## What is required
Produce the listing below again, exactly as shown.

====== Material for this task ======

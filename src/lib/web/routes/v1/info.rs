use axum::{Json, Router, extract::State, routing::get};
use serde::Serialize;
use tracing::*;

use crate::{statistics::WorkMode, web::AppState};

#[derive(Serialize, Debug)]
pub struct InfoContent {
    /// Name of the program
    name: String,
    version: String,
    build_date: String,
    target: String,
    /// Authors name
    authors: String,
}

#[derive(Serialize, Debug)]
pub struct Info {
    /// Version of the REST API
    version: u32,
    /// Service information
    service: InfoContent,
    work_mode: Option<WorkMode>,
    devices: usize,
}

pub fn router() -> Router<AppState> {
    Router::new().route("/", get(info))
}

#[instrument(level = "trace", skip(state))]
async fn info(State(state): State<AppState>) -> Json<Info> {
    let work_mode = state
        .manager
        .work_mode()
        .await
        .inspect_err(|error| warn!("Failed reading work mode: {error:?}"))
        .ok();
    let devices = state
        .manager
        .devices()
        .await
        .map(|devices| devices.len())
        .unwrap_or_default();

    Json(Info {
        version: 1,
        service: InfoContent {
            name: env!("CARGO_PKG_NAME").into(),
            version: env!("CARGO_PKG_VERSION").into(),
            build_date: env!("VERGEN_BUILD_TIMESTAMP").into(),
            target: env!("VERGEN_CARGO_TARGET_TRIPLE").into(),
            authors: env!("CARGO_PKG_AUTHORS").into(),
        },
        work_mode,
        devices,
    })
}
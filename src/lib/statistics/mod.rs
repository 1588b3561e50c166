pub mod context;
mod gathering;
pub mod listener;
pub mod manager;
pub mod request;
pub mod scheduler;
pub mod snapshot;
pub mod time_counter;
pub mod translator;

use std::time::Duration;

use serde::{Deserialize, Serialize};

pub use context::{CategoryFailure, RoundReport, StatisticsContext};
pub use manager::{ManagedDeviceInfo, StatisticsManager, WorkMode};
pub use scheduler::{AdaptivePollScheduler, SchedulerState};
pub use snapshot::{SnapshotBody, StatisticsCategory, StatisticsSnapshot};
pub use time_counter::TimeCounter;
pub use translator::MultipartReplyTranslator;

pub const DEFAULT_MIN_POLL_DELAY: Duration = Duration::from_millis(3000);
pub const DEFAULT_MAX_POLL_DELAY: Duration = Duration::from_millis(900_000);
pub const DEFAULT_REQUEST_TIMEOUT: Duration = Duration::from_millis(10_000);
pub const DEFAULT_ROUND_TIMEOUT: Duration = Duration::from_secs(50);

#[derive(Debug, Clone, PartialEq, Eq, Serialize, Deserialize)]
pub struct StatisticsConfig {
    pub min_poll_delay: Duration,
    pub max_poll_delay: Duration,
    pub request_timeout: Duration,
    /// Watchdog for a round while no average round time is known yet.
    pub default_round_timeout: Duration,
    pub polling_enabled: bool,
    pub disabled_categories: Vec<StatisticsCategory>,
}

impl Default for StatisticsConfig {
    fn default() -> Self {
        Self {
            min_poll_delay: DEFAULT_MIN_POLL_DELAY,
            max_poll_delay: DEFAULT_MAX_POLL_DELAY,
            request_timeout: DEFAULT_REQUEST_TIMEOUT,
            default_round_timeout: DEFAULT_ROUND_TIMEOUT,
            polling_enabled: true,
            disabled_categories: Vec::new(),
        }
    }
}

======

## Result for this exercise
filename src/lib/web/routes/v1/info.rs
use axum::{Json, Router, extract::State, routing::get};
use serde::Serialize;
use tracing::*;

use crate::{statistics::WorkMode, web::AppState};

#[derive(Serialize, Debug)]
pub struct InfoContent {
    /// Name of the program
    name: String,
    version: String,
    build_date: String,
    target: String,
    /// Authors name
    authors: String,
}

#[derive(Serialize, Debug)]
pub struct Info {
    /// Version of the REST API
    version: u32,
    /// Service information
    service: InfoContent,
    work_mode: Option<WorkMode>,
    devices: usize,
}

pub fn router() -> Router<AppState> {
    Router::new().route("/", get(info))
}

#[instrument(level = "trace", skip(state))]
async fn info(State(state): State<AppState>) -> Json<Info> {
    let work_mode = state
        .manager
        .work_mode()
        .await
        .inspect_err(|error| warn!("Failed reading work mode: {error:?}"))
        .ok();
    let devices = state
        .manager
        .devices()
        .await
        .map(|devices| devices.len())
        .unwrap_or_default();

    Json(Info {
        version: 1,
        service: InfoContent {
            name: env!("CARGO_PKG_NAME").into(),
            version: env!("CARGO_PKG_VERSION").into(),
            build_date: env!("VERGEN_BUILD_TIMESTAMP").into(),
            target: env!("VERGEN_CARGO_TARGET_TRIPLE").into(),
            authors: env!("CARGO_PKG_AUTHORS").into(),
        },
        work_mode,
        devices,
    })
}
filename src/lib/statistics/mod.rs
repository 1588b3561e50c166
pub mod context;
mod gathering;
pub mod listener;
pub mod manager;
pub mod request;
pub mod scheduler;
pub mod snapshot;
pub mod time_counter;
pub mod translator;

use std::time::Duration;

use serde::{Deserialize, Serialize};

pub use context::{CategoryFailure, RoundReport, StatisticsContext};
pub use manager::{ManagedDeviceInfo, StatisticsManager, WorkMode};
pub use scheduler::{AdaptivePollScheduler, SchedulerState};
pub use snapshot::{SnapshotBody, StatisticsCategory, StatisticsSnapshot};
pub use time_counter::TimeCounter;
pub use translator::MultipartReplyTranslator;

pub const DEFAULT_MIN_POLL_DELAY: Duration = Duration::from_millis(3000);
pub const DEFAULT_MAX_POLL_DELAY: Duration = Duration::from_millis(900_000);
pub const DEFAULT_REQUEST_TIMEOUT: Duration = Duration::from_millis(10_000);
pub const DEFAULT_ROUND_TIMEOUT: Duration = Duration::from_secs(50);

#[derive(Debug, Clone, PartialEq, Eq, Serialize, Deserialize)]
pub struct StatisticsConfig {
    pub min_poll_delay: Duration,
    pub max_poll_delay: Duration,
    pub request_timeout: Duration,
    /// Watchdog for a round while no average round time is known yet.
    pub default_round_timeout: Duration,
    pub polling_enabled: bool,
    pub disabled_categories: Vec<StatisticsCategory>,
}

impl Default for StatisticsConfig {
    fn default() -> Self {
        Self {
            min_poll_delay: DEFAULT_MIN_POLL_DELAY,
            max_poll_delay: DEFAULT_MAX_POLL_DELAY,
            request_timeout: DEFAULT_REQUEST_TIMEOUT,
            default_round_timeout: DEFAULT_ROUND_TIMEOUT,
            polling_enabled: true,
            disabled_categories: Vec::new(),
        }
    }
}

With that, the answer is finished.